We’re quiet for a moment. The speaker shifts to something with a slower tempo.

“What are you going to say tomorrow?” she asks.

I’ve been thinking about this since Coach Bishop walked away from my locker. I’m done rehearsing anything, but will think through the architecture, what it needs to contain, and what it doesn’t.

“The truth.”

“All of it?”

“Enough of it. Your name. That we’re together, that it’s not a rumor, and it’s not going away.” I feel her inhale slowly against my chest. “Nothing more than that. The rest is ours.”

She’s quiet for a moment. “And if they don’t like it?”

“Then they’ll learn to.”

“Reece.” My name comes out as a gentle warning. “Your contract negotiations are in three months. Management already has opinions.

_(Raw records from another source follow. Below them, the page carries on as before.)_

// Copyright (c) 2025 SOLARE S.R.O.
//
// This file is part of Greenely Sensors.
//
// Licensed under the Creative Commons Attribution-NonCommercial-NoDerivatives 4.0 International
// (CC BY-NC-ND 4.0). You may use and share this file for non-commercial purposes only and you may not
// create derivatives. See <https://creativecommons.org/licenses/by-nc-nd/4.0/>.
//
// This software is provided "AS IS", without warranty of any kind.
//
// For commercial licensing, please contact: info@solare.cz

mod daily_production;
mod daily_usage;
mod hourly_usage;
mod prices;
mod sold;

pub use daily_production::DailyProductionSensor;
pub use daily_usage::DailyUsageSensor;
pub use hourly_usage::HourlyUsageSensor;
pub use prices::PricesSensor;
pub use sold::SoldSensor;

use async_trait::async_trait;
use chrono::{Days, NaiveDate, NaiveDateTime};
use greenely_types::entity::entity_id_for;
use greenely_types::{EntityState, SensorKind, StateValue};
use serde::Serialize;
use serde_json::{Map, Value};
use tracing::{debug, error, warn};

use crate::errors::{SensorError, SensorResult};
use crate::mapper::parse_localtime;
use crate::traits::GreenelyDataSource;

/// Device class of the usage and production sensors
pub const DEVICE_CLASS_ENERGY: &str = "energy";

/// A read-only entity polled by the host platform
///
/// The host calls [`SensorEntity::update`] on its own schedule and reads the
/// state and attributes afterwards. A failed update never clears anything: the
/// sensor keeps reporting its last successful snapshot.
#[async_trait]
pub trait SensorEntity: Send + Sync {
    fn kind(&self) -> SensorKind;

    fn name(&self) -> &str {
        self.kind().display_name()
    }

    fn icon(&self) -> &str {
        self.kind().icon()
    }

    fn unit_of_measurement(&self) -> &str;

    fn device_class(&self) -> Option<&str> {
        None
    }

    fn state(&self) -> &StateValue;

    fn extra_state_attributes(&self) -> Map<String, Value>;

    /// One poll cycle: check the session, fetch, map, commit
    async fn try_update(&mut self) -> SensorResult<()>;

    /// Poll and swallow errors; the previous snapshot is retained on failure
    async fn update(&mut self) {
        match self.try_update().await {
            Ok(()) => {}
            Err(SensorError::AuthenticationFailure) => {
                error!("❌ [SENSOR] {}: Unable to log in!", self.name());
            }
            Err(e) => {
                error!("❌ [SENSOR] {}: {}", self.name(), e);
            }
        }
    }

    /// State object as the host stores it
    fn entity_state(&self) -> EntityState {
        let mut attributes = self.extra_state_attributes();
        attributes.insert(
            "unit_of_measurement".to_owned(),
            Value::from(self.unit_of_measurement()),
        );
        attributes.insert("friendly_name".to_owned(), Value::from(self.name()));
        attributes.insert("icon".to_owned(), Value::from(self.icon()));
        if let Some(device_class) = self.device_class() {
            attributes.insert("device_class".to_owned(), Value::from(device_class));
        }

        EntityState {
            entity_id: entity_id_for(self.name()),
            state: self.state().clone(),
            attributes,
        }
    }
}

/// Fail with `AuthenticationFailure` unless the data source has a valid session
pub(crate) async fn ensure_session(source: &dyn GreenelyDataSource) -> SensorResult<()> {
    debug!("🔐 [SENSOR] Checking session validity via {}...", source.name());
    match source.check_session().await {
        Ok(true) => Ok(()),
        Ok(false) => Err(SensorError::AuthenticationFailure),
        Err(e) => {
            warn!("⚠️ [SENSOR] Session check failed: {e:#}");
            Err(SensorError::AuthenticationFailure)
        }
    }
}

/// Parsed timestamp of a record, `None` when it cannot take part in matching
pub(crate) fn record_timestamp(localtime: &str) -> Option<NaiveDateTime> {
    parse_localtime(localtime).ok()
}

pub(crate) fn days_before(day: NaiveDate, days: u32) -> NaiveDate {
    day.checked_sub_days(Days::new(u64::from(days)))
        .unwrap_or(NaiveDate::MIN)
}

pub(crate) fn days_after(day: NaiveDate, days: u32) -> NaiveDate {
    day.checked_add_days(Days::new(u64::from(days)))
        .unwrap_or(NaiveDate::MAX)
}

pub(crate) fn attribute_map<A: Serialize>(attributes: &A) -> Map<String, Value> {
    match serde_json::to_value(attributes) {
        Ok(Value::Object(map)) => map,
        _ => Map::new(),
    }
}

#[cfg(test)]
pub(crate) mod testing {
    use anyhow::{Result, bail};
    use async_trait::async_trait;
    use chrono::{NaiveDate, NaiveDateTime};
    use greenely_types::{
        CostRecord, ProductionRecord, RecordSet, SoldRecord, SpotPriceResponse, UsageRecord,
    };
    use std::sync::Arc;

    use crate::traits::{Clock, FixedClock, GreenelyDataSource};

    /// Source that is never reached by the tests using it
    pub struct Unreachable;

    #[async_trait]
    impl GreenelyDataSource for Unreachable {
        async fn check_session(&self) -> Result<bool> {
            Ok(false)
        }

        async fn get_usage(
            &self,
            _start: NaiveDate,
            _end: NaiveDate,
            _hourly: bool,
        ) -> Result<RecordSet<UsageRecord>> {
            bail!("unreachable")
        }

        async fn get_produced_electricity(
            &self,
            _start: NaiveDate,
            _end: NaiveDate,
            _hourly: bool,
        ) -> Result<RecordSet<ProductionRecord>> {
            bail!("unreachable")
        }

        async fn get_sold(&self, _measure: u32, _daily: bool) -> Result<RecordSet<SoldRecord>> {
            bail!("unreachable")
        }

        async fn get_price_data(&self) -> Result<RecordSet<CostRecord>> {
            bail!("unreachable")
        }

        async fn get_spot_price(&self) -> Result<SpotPriceResponse> {
            bail!("unreachable")
        }

        fn name(&self) -> &str {
            "unreachable"
        }
    }

    pub fn at(y: i32, m: u32, d: u32, h: u32, min: u32) -> NaiveDateTime {
        NaiveDate::from_ymd_opt(y, m, d)
            .unwrap()
            .and_hms_opt(h, min, 0)
            .unwrap()
    }

    pub fn source() -> Arc<dyn GreenelyDataSource> {
        Arc::new(Unreachable)
    }

    pub fn clock(now: NaiveDateTime) -> Arc<dyn Clock> {
        Arc::new(FixedClock(now))
    }
}

#[cfg(test)]
mod tests {
    use super::*;

    #[test]
    fn test_day_arithmetic_saturates() {
        let day = NaiveDate::from_ymd_opt(2025, 3, 1).unwrap();

        assert_eq!(days_before(day, 1), NaiveDate::from_ymd_opt(2025, 2, 28).unwrap());
        assert_eq!(days_after(day, 1), NaiveDate::from_ymd_opt(2025, 3, 2).unwrap());
        assert_eq!(days_before(day, u32::MAX), NaiveDate::MIN);
    }

    #[test]
    fn test_attribute_map_of_non_object_is_empty() {
        assert!(attribute_map(&42).is_empty());
        assert_eq!(
            attribute_map(&serde_json::json!({"a": 1})).get("a"),
            Some(&Value::from(1))
        );
    }
}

My dad is going to be sitting three feet away from you.”

“I know.”

“You’re not worried?”

I think about it honestly, the way she deserves me to think about things when she asks. I search for the anxiety that should be sitting in my chest alongside everything else, the career-specific dread, the contract calculations, the image management instinct that’s kept me making careful, strategic decisions since my first season.

It’s not there.

“No,” I say. “Because the thing I was most afraid of wasn’t management or the media or your father… it was losing you because I didn’t handle things fast enough.” I press my lips to the top of her head. “That’s already resolved. Everything else is paperwork.”

She’s quiet again. But her hand, resting on my chest, spreads flat, which is grounding.

“You don’t have to threaten to walk…” she says finally, “… if it comes to that. You don’t have to burn anything down.”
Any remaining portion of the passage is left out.